• _Problem to solve_
The entries below contain a stretch that opens with the line containing "trend aggregation and" and closes with the line containing "#[derive(Subcommand)]"; set down that stretch exactly, both ends included, and nothing else.

BEGIN Material shown

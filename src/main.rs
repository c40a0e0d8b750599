//! Trendwatch
//!
//! Keyword trend aggregation across Twitter and web sources.

use clap::{Parser, Subcommand};
use serde_json::json;
use trendwatch::{
    analyzer::TrendAnalyzer,
    collector::MentionCollector,
    config::Config,
    sentiment::SentimentAnalyzer,
    server::{run_stdio, tool_definitions, ToolDispatcher},
    sources,
};
use tracing_subscriber::{layer::SubscriberExt, util::SubscriberInitExt};

#[derive(Parser)]
#[command(name = "trendwatch")]
#[command(about = "Keyword trend aggregation and sentiment analysis")]
struct Cli {
    #[command(subcommand)]
    command: Commands,

    /// Config file path
    #[arg(short, long, default_value = "trendwatch.toml")]
    config: String,
}

#[derive(Subcommand)]
enum Commands {
    /// Serve tool calls over stdin/stdout
    Serve,
    /// Analyze a keyword and print the report
    Analyze {
        /// Keyword to analyze
        keyword: String,
        /// Analysis timeframe (1h, 6h, 24h, 7d)
        #[arg(short, long)]
        timeframe: Option<String>,
    },
    /// Compare several keywords
    Compare {
        /// Keywords to compare (max 5)
        keywords: Vec<String>,
        #[arg(short, long)]
        timeframe: Option<String>,
    },
    /// List curated trending topics
    Trending {
        /// Category to focus on (tech, finance, general)
        #[arg(short, long, default_value = "general")]
        category: String,
        #[arg(short, long, default_value = "10")]
        limit: usize,
    },
    /// Detailed sentiment breakdown for a keyword
    Sentiment {
        keyword: String,
        /// Which sources to analyze (twitter, web, both)
        #[arg(short, long, default_value = "both")]
        source_type: String,
    },
    /// Show the source directory for a category
    Sources {
        #[arg(short, long, default_value = "all")]
        category: String,
    },
    /// List the exposed tools and their schemas
    Tools,
}

#[tokio::main]
async fn main() -> anyhow::Result<()> {
    tracing_subscriber::registry()
        .with(tracing_subscriber::fmt::layer().with_writer(std::io::stderr))
        .with(tracing_subscriber::EnvFilter::from_default_env())
        .init();

    let cli = Cli::parse();
    let config = Config::load(&cli.config)?;

    match cli.command {
        Commands::Serve => serve(config).await,
        Commands::Analyze { keyword, timeframe } => {
            run_tool(
                config,
                "analyze_trend",
                json!({"keyword": keyword, "timeframe": timeframe}),
            )
            .await
        }
        Commands::Compare { keywords, timeframe } => {
            run_tool(
                config,
                "compare_trends",
                json!({"keywords": keywords, "timeframe": timeframe}),
            )
            .await
        }
        Commands::Trending { category, limit } => {
            run_tool(
                config,
                "get_trending_topics",
                json!({"category": category, "limit": limit}),
            )
            .await
        }
        Commands::Sentiment {
            keyword,
            source_type,
        } => {
            run_tool(
                config,
                "sentiment_breakdown",
                json!({"keyword": keyword, "source_type": source_type}),
            )
            .await
        }
        Commands::Sources { category } => show_sources(&category),
        Commands::Tools => show_tools(),
    }
}

fn build_dispatcher(config: &Config) -> anyhow::Result<ToolDispatcher> {
    let collector = MentionCollector::from_config(config)?;
    let analyzer = TrendAnalyzer::new(
        collector,
        SentimentAnalyzer::new(),
        config.limits.max_tweets_per_search,
    );
    Ok(ToolDispatcher::new(
        analyzer,
        config.limits.default_timeframe.clone(),
    ))
}

async fn serve(config: Config) -> anyhow::Result<()> {
    let missing = config.validate();
    if !missing.is_empty() {
        anyhow::bail!(
            "missing configuration: {} (check your .env or config file)",
            missing.join(", ")
        );
    }

    tracing::info!(version = env!("CARGO_PKG_VERSION"), "starting trendwatch server");

    let dispatcher = build_dispatcher(&config)?;
    run_stdio(&dispatcher).await?;
    Ok(())
}

async fn run_tool(config: Config, tool: &str, args: serde_json::Value) -> anyhow::Result<()> {
    for name in config.validate() {
        tracing::warn!(credential = name, "credential not configured, results will be partial");
    }

    let dispatcher = build_dispatcher(&config)?;
    println!("{}", dispatcher.dispatch(tool, &args).await);
    Ok(())
}

fn show_sources(category: &str) -> anyhow::Result<()> {
    println!("Sources for '{category}':\n");
    for url in sources::by_category(category) {
        println!("  {url}");
    }
    println!("\nDefault scan set:");
    for url in sources::DEFAULT_SOURCES {
        println!("  {url}");
    }
    Ok(())
}

fn show_tools() -> anyhow::Result<()> {
    println!("{}", serde_json::to_string_pretty(&tool_definitions())?);
    Ok(())
}
//! `POST /generate-image`: single-shot image generation inside a chat.

use std::sync::Arc;

use axum::extract::State;
use axum::extract::rejection::JsonRejection;
use axum::routing::post;
use axum::{Json, Router};
use utoipa::OpenApi;

use crate::error::ServerError;
use crate::schemas::images::{GenerateImageRequest, GenerateImageResponse};
use crate::state::AppState;

#[derive(OpenApi)]
#[openapi(
    paths(generate_image),
    components(schemas(GenerateImageRequest, GenerateImageResponse))
)]
pub struct ImagesApi;

pub fn router() -> Router<Arc<AppState>> {
    Router::new().route("/generate-image", post(generate_image))
}

#[utoipa::path(
    post,
    path = "/generate-image",
    tag = "images",
    request_body = GenerateImageRequest,
    responses(
        (status = 200, description = "Image generated", body = GenerateImageResponse),
        (status = 400, description = "Invalid request"),
        (status = 404, description = "Unknown chatId"),
        (status = 429, description = "Provider rate limit"),
        (status = 502, description = "Provider unreachable or failed"),
        (status = 503, description = "Provider unavailable"),
        (status = 504, description = "Provider timed out"),
    )
)]
pub async fn generate_image(
    State(state): State<Arc<AppState>>,
    payload: Result<Json<GenerateImageRequest>, JsonRejection>,
) -> Result<Json<GenerateImageResponse>, ServerError> {
    let Json(req) = payload?;
    let image = state
        .relay()
        .generate_image(&req.prompt, &req.chat_id)
        .await?;
    Ok(Json(GenerateImageResponse {
        image_url: image.url,
        revised_prompt: image.revised_prompt,
    }))
}

// ── Tests ──────────────────────────────────────────────────────────────────────
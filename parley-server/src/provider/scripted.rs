//! Deterministic [`ModelProvider`] for relay and route tests.

use std::sync::Mutex;
use std::time::Duration;

use async_trait::async_trait;
use futures::StreamExt;
use futures::stream;

use super::{ChunkStream, GeneratedImage, ModelProvider, PromptMessage, ProviderError};

#[derive(Debug, Clone)]
pub enum Step {
    Chunk(String),
    Fail(ProviderError),
    /// Never yield again.
    Stall,
}

#[derive(Debug)]
pub struct ScriptedProvider {
    open_error: Option<ProviderError>,
    open_stall: bool,
    steps: Vec<Step>,
    chunk_delay: Option<Duration>,
    image: Result<GeneratedImage, ProviderError>,
    prompts: Mutex<Vec<Vec<PromptMessage>>>,
    image_prompts: Mutex<Vec<String>>,
}

impl ScriptedProvider {
    /// Streams `chunks` and then completes.
    pub fn replying(chunks: &[&str]) -> Self {
        Self {
            open_error: None,
            open_stall: false,
            steps: chunks.iter().map(|c| Step::Chunk((*c).to_owned())).collect(),
            chunk_delay: None,
            image: Ok(GeneratedImage {
                url: "https://img.example/generated.png".into(),
                revised_prompt: None,
            }),
            prompts: Mutex::new(Vec::new()),
            image_prompts: Mutex::new(Vec::new()),
        }
    }

    /// Refuses to open the stream at all.
    pub fn failing_to_open(err: ProviderError) -> Self {
        Self {
            open_error: Some(err),
            ..Self::replying(&[])
        }
    }

    /// Accepts the request but never hands back a stream.
    pub fn stalling_on_open() -> Self {
        Self {
            open_stall: true,
            ..Self::replying(&[])
        }
    }

    pub fn then_fail(mut self, err: ProviderError) -> Self {
        self.steps.push(Step::Fail(err));
        self
    }

    pub fn then_stall(mut self) -> Self {
        self.steps.push(Step::Stall);
        self
    }

    pub fn with_chunk_delay(mut self, delay: Duration) -> Self {
        self.chunk_delay = Some(delay);
        self
    }

    pub fn with_image(mut self, image: Result<GeneratedImage, ProviderError>) -> Self {
        self.image = image;
        self
    }

    /// Every message list passed to `stream_chat`, in call order.
    pub fn prompts(&self) -> Vec<Vec<PromptMessage>> {
        self.prompts.lock().unwrap().clone()
    }

    pub fn image_prompts(&self) -> Vec<String> {
        self.image_prompts.lock().unwrap().clone()
    }
}

#[async_trait]
impl ModelProvider for ScriptedProvider {
    async fn stream_chat(&self, messages: Vec<PromptMessage>) -> Result<ChunkStream, ProviderError> {
        self.prompts.lock().unwrap().push(messages);
        if let Some(err) = &self.open_error {
            return Err(err.clone());
        }
        if self.open_stall {
            futures::future::pending::<()>().await;
        }

        let delay = self.chunk_delay;
        let steps = stream::iter(self.steps.clone()).then(move |step| async move {
            if let Some(delay) = delay {
                tokio::time::sleep(delay).await;
            }
            match step {
                Step::Chunk(text) => Ok(text),
                Step::Fail(err) => Err(err),
                Step::Stall => futures::future::pending().await,
            }
        });
        Ok(Box::pin(steps))
    }

    async fn generate_image(&self, prompt: &str) -> Result<GeneratedImage, ProviderError> {
        self.image_prompts.lock().unwrap().push(prompt.to_owned());
        self.image.clone()
    }
}
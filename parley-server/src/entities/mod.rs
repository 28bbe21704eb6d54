//! Persistence layer.
//!
//! [`ChatStore`] and [`MessageStore`] define the interface the relay needs
//! from the structured store. The default implementation is [`AnyStore`],
//! which talks to SQLite through sqlx's `Any` driver. To swap to another
//! database, implement both traits for your new type and change the concrete
//! type in [`crate::state::AppState`].
//!
//! All trait methods use `impl Future` in their signatures so no extra
//! `async-trait` crate is required here.

pub mod chat;
pub mod dao;
#[cfg(test)]
pub mod memory;
pub mod message;

pub use dao::{Chat, Message, MessageKind, MessageRole};

pub use chat::ChatStore;
pub use message::MessageStore;

use std::str::FromStr;

use chrono::{DateTime, SecondsFormat, SubsecRound, Utc};
use sqlx::any::{AnyConnectOptions, AnyPoolOptions};

#[derive(Clone, Debug)]
pub struct AnyStore {
    pool: sqlx::Pool<sqlx::Any>,
}

impl AnyStore {
    /// Open (or create) the database at `url` and run pending migrations.
    ///
    /// `url` should be a sqlx-compatible URL, e.g. `"sqlite://parley.db?mode=rwc"`.
    pub async fn connect(url: &str, max_connections: u32) -> Result<Self, sqlx::Error> {
        sqlx::any::install_default_drivers();
        let options = AnyConnectOptions::from_str(url)?;
        let pool = AnyPoolOptions::new()
            .max_connections(max_connections.max(1))
            .connect_with(options)
            .await?;
        // Path is resolved relative to CARGO_MANIFEST_DIR at compile time.
        sqlx::migrate!("./migrations").run(&pool).await?;
        Ok(Self { pool })
    }

    /// A private in-memory database.
    ///
    /// Every SQLite `:memory:` connection is its own database, so the pool is
    /// pinned to one connection that never expires.
    #[cfg(test)]
    pub async fn in_memory() -> Result<Self, sqlx::Error> {
        sqlx::any::install_default_drivers();
        let options = AnyConnectOptions::from_str("sqlite::memory:")?;
        let pool = AnyPoolOptions::new()
            .max_connections(1)
            .min_connections(1)
            .idle_timeout(None)
            .max_lifetime(None)
            .connect_with(options)
            .await?;
        sqlx::migrate!("./migrations").run(&pool).await?;
        Ok(Self { pool })
    }
}

/// Current time truncated to the precision the store keeps.
pub fn now() -> DateTime<Utc> {
    Utc::now().trunc_subsecs(6)
}

/// Fixed-width RFC 3339 so that lexical order in the database matches
/// chronological order.
pub(crate) fn format_timestamp(ts: &DateTime<Utc>) -> String {
    ts.to_rfc3339_opts(SecondsFormat::Micros, true)
}

pub(crate) fn parse_timestamp(raw: &str, column: &'static str) -> DateTime<Utc> {
    raw.parse().unwrap_or_else(|e: chrono::ParseError| {
        tracing::warn!(raw = %raw, column, error = %e, "failed to parse stored timestamp; using now");
        Utc::now()
    })
}

// ── Tests ──────────────────────────────────────────────────────────────────────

END Material shown

• _Solved problem_
#[command(about = "Keyword trend aggregation and sentiment analysis")]
struct Cli {
    #[command(subcommand)]
    command: Commands,

    /// Config file path
    #[arg(short, long, default_value = "trendwatch.toml")]
    config: String,
}

#[derive(Subcommand)]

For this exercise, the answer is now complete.